Bottom line, assuming the comparable cost claim is accurate: If Google wants to optimize the software for a few weeks and sell it, rent it, or give it away, we have a revolution in computer chess. But my guess is that they won't do this, in which case the revolution may be delayed a couple years or so.
First you have to understand what TPU is. There is enough material on that, published by no one else but Google.
https://arxiv.org/abs/1704.04760
Second it is not 45 TFLOPs but 92
TOPS and that is
first generation TPU. They don't say explicitly in the paper which generation TPU they used for inference (they say it just for training) but logic kind of tells us second generation is more probable.

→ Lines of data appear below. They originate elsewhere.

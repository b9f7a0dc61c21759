// ── Snapshot store ──
//
// Lock-free holder for the current snapshot. Readers get an `Arc` to an
// immutable snapshot; a refresh swaps in a new one atomically.

use std::sync::Arc;

use arc_swap::ArcSwapOption;
use chrono::{DateTime, Utc};
use tokio::sync::watch;

use super::Snapshot;

pub struct SnapshotStore {
    current: ArcSwapOption<Snapshot>,
    last_refresh: watch::Sender<Option<DateTime<Utc>>>,
}

impl SnapshotStore {
    pub fn new() -> Self {
        let (last_refresh, _) = watch::channel(None);
        Self {
            current: ArcSwapOption::empty(),
            last_refresh,
        }
    }

    /// The current snapshot, if any.
    pub fn load(&self) -> Option<Arc<Snapshot>> {
        self.current.load_full()
    }

    /// Replace the current snapshot.
    pub(crate) fn publish(&self, snapshot: Arc<Snapshot>) {
        let fetched_at = snapshot.fetched_at;
        self.current.store(Some(snapshot));
        let _ = self.last_refresh.send(Some(fetched_at));
    }

    /// Drop the current snapshot so the next read refetches.
    pub(crate) fn clear(&self) {
        self.current.store(None);
    }

    pub fn last_refresh(&self) -> Option<DateTime<Utc>> {
        *self.last_refresh.borrow()
    }

    /// Time since the last successful refresh.
    pub fn data_age(&self) -> Option<chrono::Duration> {
        self.last_refresh().map(|t| Utc::now() - t)
    }

    /// Watch for refresh completions.
    pub fn subscribe_last_refresh(&self) -> watch::Receiver<Option<DateTime<Utc>>> {
        self.last_refresh.subscribe()
    }
}

impl Default for SnapshotStore {
    fn default() -> Self {
        Self::new()
    }
}

#[cfg(test)]
mod tests {
    use super::*;

    fn empty_snapshot() -> Snapshot {
        Snapshot {
            properties: vec![],
            home_mode: None,
            groups: vec![],
            devices: vec![],
            temperatures: vec![],
            appliances: vec![],
            fetched_at: Utc::now(),
        }
    }

    #[test]
    fn publish_then_clear() {
        let store = SnapshotStore::new();
        assert!(store.load().is_none());
        assert!(store.data_age().is_none());

        let snap = Arc::new(empty_snapshot());
        store.publish(Arc::clone(&snap));
        let loaded = store.load();
        assert!(loaded.is_some_and(|s| Arc::ptr_eq(&s, &snap)));
        assert_eq!(store.last_refresh(), Some(snap.fetched_at));

        store.clear();
        assert!(store.load().is_none());
        // The timestamp records the last successful refresh, not presence.
        assert!(store.last_refresh().is_some());
    }

    #[test]
    fn subscribers_see_refreshes() {
        let store = SnapshotStore::new();
        let mut rx = store.subscribe_last_refresh();
        store.publish(Arc::new(empty_snapshot()));
        assert!(rx.has_changed().unwrap_or(false));
        assert!(rx.borrow_and_update().is_some());
    }
}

Second generation TPUs performance is 180 TOPS.
It is int8 multiplication not single or double floating point precision operations you are used to from common GPUs and NVIDIA in general and it is certainly not tensor FLOPS (stupid marketing term by NVIDIA that has zero meaning in reality).
V100 has 15 TFLOPS single precision, that is the most you can get if you use single precision floating point as a replacement for integer multiplication. So you would need 6 V100 for one first generation TPU, and 12 for second generation one.

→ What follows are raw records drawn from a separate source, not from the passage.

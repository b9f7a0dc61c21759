//! Device command handlers.

use tabled::Tabled;
use wisersmart_core::{Device, Hub};

use crate::cli::{DevicesArgs, DevicesCommand, GlobalOpts};
use crate::error::CliError;
use crate::output;

// ── Table row ───────────────────────────────────────────────────────

#[derive(Tabled)]
struct DeviceRow {
    #[tabled(rename = "Name")]
    name: String,
    #[tabled(rename = "Model")]
    model: String,
    #[tabled(rename = "Room")]
    location: String,
    #[tabled(rename = "Status")]
    status: String,
    #[tabled(rename = "Power")]
    power: String,
    #[tabled(rename = "Battery")]
    battery: String,
}

impl From<&Device> for DeviceRow {
    fn from(d: &Device) -> Self {
        Self {
            name: d.name.clone(),
            model: d.model_id.clone().unwrap_or_default(),
            location: d.location.clone().unwrap_or_default(),
            status: d.status.clone().unwrap_or_default(),
            power: d.power_type.as_ref().map(ToString::to_string).unwrap_or_default(),
            battery: d.battery_level.clone().unwrap_or_default(),
        }
    }
}

fn detail(d: &Device) -> String {
    let mut lines = vec![
        format!("Name:     {}", d.name),
        format!("Model:    {}", d.model_id.as_deref().unwrap_or("-")),
        format!("Room:     {}", d.location.as_deref().unwrap_or("-")),
        format!("Status:   {}", d.status.as_deref().unwrap_or("-")),
        format!(
            "Power:    {}",
            d.power_type
                .as_ref()
                .map_or_else(|| "-".into(), ToString::to_string)
        ),
    ];
    if let Some(ref level) = d.battery_level {
        lines.push(format!("Battery:  {level}"));
    }
    lines.join("\n")
}

// ── Handler ─────────────────────────────────────────────────────────

pub async fn handle(hub: &Hub, args: DevicesArgs, global: &GlobalOpts) -> Result<(), CliError> {
    match args.command {
        DevicesCommand::List => {
            let devices = hub.devices().await?;
            let out = output::render_list(&global.output, &devices, |d| DeviceRow::from(d), |d| {
                d.name.clone()
            });
            output::print_output(&out, global.quiet);
            Ok(())
        }

        DevicesCommand::Get { name } => {
            let device = hub
                .device(&name)
                .await?
                .ok_or_else(|| CliError::not_found("device", &name, "devices list"))?;
            let out = output::render_single(&global.output, &device, detail, |d| d.name.clone());
            output::print_output(&out, global.quiet);
            Ok(())
        }
    }
}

Alpha0 used 4 TPUs for running games, so at best 24 V100, at worst 48 V100.
V100 will at best cost 10k$, or 250k$ of half a million bucks just to run alpha0, and you think there would be chess enthusiasts to afford it???

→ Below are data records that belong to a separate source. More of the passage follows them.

//! CLI error types with miette diagnostics.
//!
//! Maps `CoreError` and `ConfigError` variants into user-facing errors
//! with actionable help text.

use miette::Diagnostic;
use thiserror::Error;

use wisersmart_config::ConfigError;
use wisersmart_core::CoreError;

/// Process exit codes.
pub mod exit_code {
    pub const GENERAL: i32 = 1;
    pub const USAGE: i32 = 2;
    pub const AUTH: i32 = 3;
    pub const NOT_FOUND: i32 = 4;
    pub const CONNECTION: i32 = 7;
    pub const TIMEOUT: i32 = 8;
}

#[derive(Debug, Error, Diagnostic)]
pub enum CliError {
    // ── Connection ───────────────────────────────────────────────────
    #[error("Could not connect to hub at {url}")]
    #[diagnostic(
        code(wisersmart::connection_failed),
        help(
            "Check that the hub is powered and reachable on the LAN.\n\
             Reason: {reason}"
        )
    )]
    ConnectionFailed { url: String, reason: String },

    #[error("Request timed out after {seconds}s")]
    #[diagnostic(
        code(wisersmart::timeout),
        help("Increase timeout with --timeout or check hub responsiveness.")
    )]
    Timeout { seconds: u64 },

    // ── Authentication ───────────────────────────────────────────────
    #[error("Authentication failed")]
    #[diagnostic(
        code(wisersmart::auth_failed),
        help(
            "Verify the hub user name and password.\n\
             Run: wisersmart config set-password --profile {profile}"
        )
    )]
    AuthFailed { profile: String },

    #[error("No password configured for profile '{profile}'")]
    #[diagnostic(
        code(wisersmart::no_credentials),
        help(
            "Store one with: wisersmart config set-password\n\
             Or set the WISERSMART_PASSWORD environment variable."
        )
    )]
    NoCredentials { profile: String },

    // ── Resources ────────────────────────────────────────────────────
    #[error("{resource_type} '{identifier}' not found")]
    #[diagnostic(
        code(wisersmart::not_found),
        help("Run: wisersmart {list_command} to see available {resource_type}s")
    )]
    NotFound {
        resource_type: String,
        identifier: String,
        list_command: String,
    },

    #[error("Hub endpoint not found: {path}")]
    #[diagnostic(
        code(wisersmart::endpoint_not_found),
        help("The hub firmware may not support this operation.")
    )]
    EndpointNotFound { path: String },

    // ── Hub ──────────────────────────────────────────────────────────
    #[error("Hub error ({code}): {message}")]
    #[diagnostic(code(wisersmart::hub_error))]
    HubError { code: String, message: String },

    // ── Validation ───────────────────────────────────────────────────
    #[error("Invalid value for {field}: {reason}")]
    #[diagnostic(code(wisersmart::validation))]
    Validation { field: String, reason: String },

    // ── Configuration ────────────────────────────────────────────────
    #[error("Profile '{name}' not found in configuration")]
    #[diagnostic(
        code(wisersmart::profile_not_found),
        help(
            "Available profiles: {available}\n\
             Create one with: wisersmart config init"
        )
    )]
    ProfileNotFound { name: String, available: String },

    #[error("No hub configured")]
    #[diagnostic(
        code(wisersmart::no_config),
        help(
            "Create a profile with: wisersmart config init\n\
             Or pass --host and --username. Expected config at: {path}"
        )
    )]
    NoConfig { path: String },

    #[error("Configuration error: {message}")]
    #[diagnostic(code(wisersmart::config))]
    Config { message: String },

    // ── IO ───────────────────────────────────────────────────────────
    #[error(transparent)]
    Io(#[from] std::io::Error),
}

impl CliError {
    /// Map this error to an exit code for process termination.
    pub fn exit_code(&self) -> i32 {
        match self {
            Self::ConnectionFailed { .. } => exit_code::CONNECTION,
            Self::Timeout { .. } => exit_code::TIMEOUT,
            Self::AuthFailed { .. } | Self::NoCredentials { .. } => exit_code::AUTH,
            Self::NotFound { .. } | Self::EndpointNotFound { .. } => exit_code::NOT_FOUND,
            Self::Validation { .. } => exit_code::USAGE,
            _ => exit_code::GENERAL,
        }
    }

    /// Name the profile in errors whose help text refers to it.
    pub fn for_profile(self, name: &str) -> Self {
        match self {
            Self::AuthFailed { .. } => Self::AuthFailed {
                profile: name.to_owned(),
            },
            other => other,
        }
    }

    pub fn not_found(resource_type: &str, identifier: &str, list_command: &str) -> Self {
        Self::NotFound {
            resource_type: resource_type.into(),
            identifier: identifier.into(),
            list_command: list_command.into(),
        }
    }
}

// ── CoreError → CliError mapping ─────────────────────────────────────

impl From<CoreError> for CliError {
    fn from(err: CoreError) -> Self {
        match err {
            CoreError::ConnectionFailed { url, reason } => CliError::ConnectionFailed { url, reason },

            // The profile is filled in by `for_profile` at the dispatch site.
            CoreError::AuthenticationFailed { message: _ } => CliError::AuthFailed {
                profile: String::new(),
            },

            CoreError::Timeout { timeout_secs } => CliError::Timeout {
                seconds: timeout_secs,
            },

            CoreError::NotFound { path } => CliError::EndpointNotFound { path },

            CoreError::UnknownServer { path, message, .. } => CliError::HubError {
                code: "unexpected_response".into(),
                message: format!("{path}: {message}"),
            },

            CoreError::DataUnavailable => CliError::HubError {
                code: "data_unavailable".into(),
                message: "controller data unavailable even after refresh".into(),
            },

            CoreError::Parse { message } => CliError::HubError {
                code: "parse".into(),
                message,
            },

            CoreError::InvalidInput { message } => CliError::Validation {
                field: "input".into(),
                reason: message,
            },

            CoreError::Config { message } => CliError::Config { message },
        }
    }
}

// ── ConfigError → CliError mapping ───────────────────────────────────

impl From<ConfigError> for CliError {
    fn from(err: ConfigError) -> Self {
        match err {
            ConfigError::NoCredentials { profile } => CliError::NoCredentials { profile },
            ConfigError::Validation { field, reason } => CliError::Validation { field, reason },
            ConfigError::Io(e) => CliError::Io(e),
            other => CliError::Config {
                message: other.to_string(),
            },
        }
    }
}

And give me a break with theoretical GP102 performance (1080Ti). I work with them for ML and that is pure BS, so much BS that NVIDIA actually never published the figure, but instead what ppl compute as num_cores x frequency x 2 which is totally detached from reality.
In reality if you run int multiplications on it you'd see the performance is not even 1 TOPS (for int multiplication).
You think NVIDIA is so stupid to sell V100 for >10k$ offering almost the same performance as 1080Ti that costs 600$???